[Items from a dataset]
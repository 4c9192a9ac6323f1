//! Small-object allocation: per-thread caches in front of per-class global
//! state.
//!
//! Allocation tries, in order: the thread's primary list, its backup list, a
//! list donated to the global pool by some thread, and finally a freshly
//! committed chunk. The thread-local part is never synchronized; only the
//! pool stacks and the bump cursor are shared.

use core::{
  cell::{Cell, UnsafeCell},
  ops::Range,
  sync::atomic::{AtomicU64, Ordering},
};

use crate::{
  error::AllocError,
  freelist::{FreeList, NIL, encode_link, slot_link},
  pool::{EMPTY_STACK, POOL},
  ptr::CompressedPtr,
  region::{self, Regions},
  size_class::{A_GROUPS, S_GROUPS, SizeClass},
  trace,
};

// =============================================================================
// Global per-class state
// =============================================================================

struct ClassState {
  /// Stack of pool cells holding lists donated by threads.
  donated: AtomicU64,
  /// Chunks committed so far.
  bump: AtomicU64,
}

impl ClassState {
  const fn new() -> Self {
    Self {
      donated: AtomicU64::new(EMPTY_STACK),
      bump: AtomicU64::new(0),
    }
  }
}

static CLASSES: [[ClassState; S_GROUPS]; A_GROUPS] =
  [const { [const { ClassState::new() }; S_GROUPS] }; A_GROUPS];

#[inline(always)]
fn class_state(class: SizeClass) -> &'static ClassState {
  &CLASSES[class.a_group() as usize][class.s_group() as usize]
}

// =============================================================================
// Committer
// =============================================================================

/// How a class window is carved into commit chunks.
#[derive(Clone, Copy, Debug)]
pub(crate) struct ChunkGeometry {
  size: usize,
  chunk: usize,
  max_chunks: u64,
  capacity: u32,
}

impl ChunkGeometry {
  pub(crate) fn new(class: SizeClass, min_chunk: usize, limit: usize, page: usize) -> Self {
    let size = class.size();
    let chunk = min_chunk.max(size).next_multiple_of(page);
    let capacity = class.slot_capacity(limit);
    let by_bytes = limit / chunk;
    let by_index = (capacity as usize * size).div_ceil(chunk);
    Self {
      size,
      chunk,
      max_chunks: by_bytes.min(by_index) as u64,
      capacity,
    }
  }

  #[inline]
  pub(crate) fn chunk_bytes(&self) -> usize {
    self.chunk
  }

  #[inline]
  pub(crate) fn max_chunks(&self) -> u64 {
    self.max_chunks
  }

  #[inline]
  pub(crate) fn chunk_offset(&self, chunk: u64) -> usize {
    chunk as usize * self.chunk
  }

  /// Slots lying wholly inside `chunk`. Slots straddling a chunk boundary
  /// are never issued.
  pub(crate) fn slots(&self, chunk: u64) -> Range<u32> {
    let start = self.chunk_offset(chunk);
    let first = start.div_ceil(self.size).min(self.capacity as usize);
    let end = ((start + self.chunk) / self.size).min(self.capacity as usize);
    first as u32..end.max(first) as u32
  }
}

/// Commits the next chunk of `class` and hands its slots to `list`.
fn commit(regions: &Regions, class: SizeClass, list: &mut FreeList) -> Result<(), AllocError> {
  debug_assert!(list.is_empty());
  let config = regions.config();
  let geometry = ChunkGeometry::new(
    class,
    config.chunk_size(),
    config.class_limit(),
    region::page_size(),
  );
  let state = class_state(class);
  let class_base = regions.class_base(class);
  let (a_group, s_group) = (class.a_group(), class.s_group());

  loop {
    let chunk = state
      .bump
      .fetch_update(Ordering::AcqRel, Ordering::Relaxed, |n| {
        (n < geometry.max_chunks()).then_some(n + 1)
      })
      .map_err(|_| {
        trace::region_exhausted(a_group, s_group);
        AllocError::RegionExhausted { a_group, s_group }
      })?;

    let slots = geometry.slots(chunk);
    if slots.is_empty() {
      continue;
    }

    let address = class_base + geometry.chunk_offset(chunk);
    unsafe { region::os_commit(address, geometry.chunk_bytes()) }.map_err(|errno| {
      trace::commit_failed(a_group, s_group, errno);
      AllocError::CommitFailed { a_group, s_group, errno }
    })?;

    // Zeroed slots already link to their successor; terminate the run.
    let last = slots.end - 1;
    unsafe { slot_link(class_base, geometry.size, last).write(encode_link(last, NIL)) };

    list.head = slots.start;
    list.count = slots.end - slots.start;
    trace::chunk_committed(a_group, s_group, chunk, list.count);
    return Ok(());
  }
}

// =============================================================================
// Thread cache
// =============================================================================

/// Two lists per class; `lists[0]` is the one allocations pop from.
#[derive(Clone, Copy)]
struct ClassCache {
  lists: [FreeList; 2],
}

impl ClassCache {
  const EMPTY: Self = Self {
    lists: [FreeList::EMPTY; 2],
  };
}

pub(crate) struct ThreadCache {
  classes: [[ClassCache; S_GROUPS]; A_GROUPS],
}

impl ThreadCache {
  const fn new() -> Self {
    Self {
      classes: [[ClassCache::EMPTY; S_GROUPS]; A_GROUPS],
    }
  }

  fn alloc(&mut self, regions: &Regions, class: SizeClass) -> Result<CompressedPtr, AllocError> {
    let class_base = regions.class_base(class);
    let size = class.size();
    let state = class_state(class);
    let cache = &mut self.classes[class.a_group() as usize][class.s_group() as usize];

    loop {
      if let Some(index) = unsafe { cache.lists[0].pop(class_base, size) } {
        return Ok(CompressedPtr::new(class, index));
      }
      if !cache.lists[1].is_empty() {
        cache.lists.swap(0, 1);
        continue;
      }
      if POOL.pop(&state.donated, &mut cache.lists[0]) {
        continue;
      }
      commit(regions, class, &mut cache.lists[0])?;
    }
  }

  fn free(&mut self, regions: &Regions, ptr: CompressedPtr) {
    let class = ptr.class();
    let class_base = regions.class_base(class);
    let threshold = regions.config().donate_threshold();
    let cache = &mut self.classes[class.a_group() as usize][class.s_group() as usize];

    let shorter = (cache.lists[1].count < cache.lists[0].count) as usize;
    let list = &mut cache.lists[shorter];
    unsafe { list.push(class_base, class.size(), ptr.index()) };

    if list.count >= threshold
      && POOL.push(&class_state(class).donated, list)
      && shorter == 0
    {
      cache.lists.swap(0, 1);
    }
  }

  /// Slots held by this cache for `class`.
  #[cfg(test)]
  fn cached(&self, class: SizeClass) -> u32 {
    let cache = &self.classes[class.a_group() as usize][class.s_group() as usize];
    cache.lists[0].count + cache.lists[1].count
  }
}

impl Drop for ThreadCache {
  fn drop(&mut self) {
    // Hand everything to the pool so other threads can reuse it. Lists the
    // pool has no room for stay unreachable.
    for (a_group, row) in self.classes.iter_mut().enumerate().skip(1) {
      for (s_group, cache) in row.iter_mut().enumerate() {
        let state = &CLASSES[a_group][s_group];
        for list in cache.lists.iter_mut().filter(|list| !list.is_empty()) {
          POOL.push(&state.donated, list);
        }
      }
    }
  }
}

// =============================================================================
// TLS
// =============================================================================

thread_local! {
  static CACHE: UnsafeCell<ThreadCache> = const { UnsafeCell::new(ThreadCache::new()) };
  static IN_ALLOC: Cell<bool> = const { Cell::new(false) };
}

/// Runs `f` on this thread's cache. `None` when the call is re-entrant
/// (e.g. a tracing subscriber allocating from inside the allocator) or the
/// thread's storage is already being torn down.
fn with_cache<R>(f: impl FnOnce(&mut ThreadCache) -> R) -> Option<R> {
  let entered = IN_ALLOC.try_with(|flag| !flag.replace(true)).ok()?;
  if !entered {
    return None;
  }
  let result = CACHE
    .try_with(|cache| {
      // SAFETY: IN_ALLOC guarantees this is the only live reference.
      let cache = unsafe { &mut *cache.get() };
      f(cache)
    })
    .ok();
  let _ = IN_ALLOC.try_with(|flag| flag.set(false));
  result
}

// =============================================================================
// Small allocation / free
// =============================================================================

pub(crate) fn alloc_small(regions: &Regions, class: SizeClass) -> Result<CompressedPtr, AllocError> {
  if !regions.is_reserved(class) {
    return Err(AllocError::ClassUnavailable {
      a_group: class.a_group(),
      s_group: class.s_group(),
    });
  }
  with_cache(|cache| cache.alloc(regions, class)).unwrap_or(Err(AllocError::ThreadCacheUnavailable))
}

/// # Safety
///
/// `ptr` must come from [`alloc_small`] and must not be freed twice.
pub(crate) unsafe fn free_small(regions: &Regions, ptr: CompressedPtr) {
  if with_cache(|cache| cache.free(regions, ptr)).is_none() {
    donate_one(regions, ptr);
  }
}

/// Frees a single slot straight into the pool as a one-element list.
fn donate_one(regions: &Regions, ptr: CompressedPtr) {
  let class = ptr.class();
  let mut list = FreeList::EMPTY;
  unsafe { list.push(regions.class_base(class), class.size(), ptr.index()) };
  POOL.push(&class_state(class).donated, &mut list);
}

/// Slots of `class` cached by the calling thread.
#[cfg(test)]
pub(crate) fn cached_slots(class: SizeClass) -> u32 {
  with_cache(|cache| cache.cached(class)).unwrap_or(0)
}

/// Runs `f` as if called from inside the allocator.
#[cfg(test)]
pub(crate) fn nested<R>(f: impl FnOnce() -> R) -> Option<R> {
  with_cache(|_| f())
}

[Task to complete] Find the string "ChunkGeometry" in the entries above. Copy each line where it occurs.

[Result for this exercise]
pub(crate) struct ChunkGeometry {
impl ChunkGeometry {
  let geometry = ChunkGeometry::new(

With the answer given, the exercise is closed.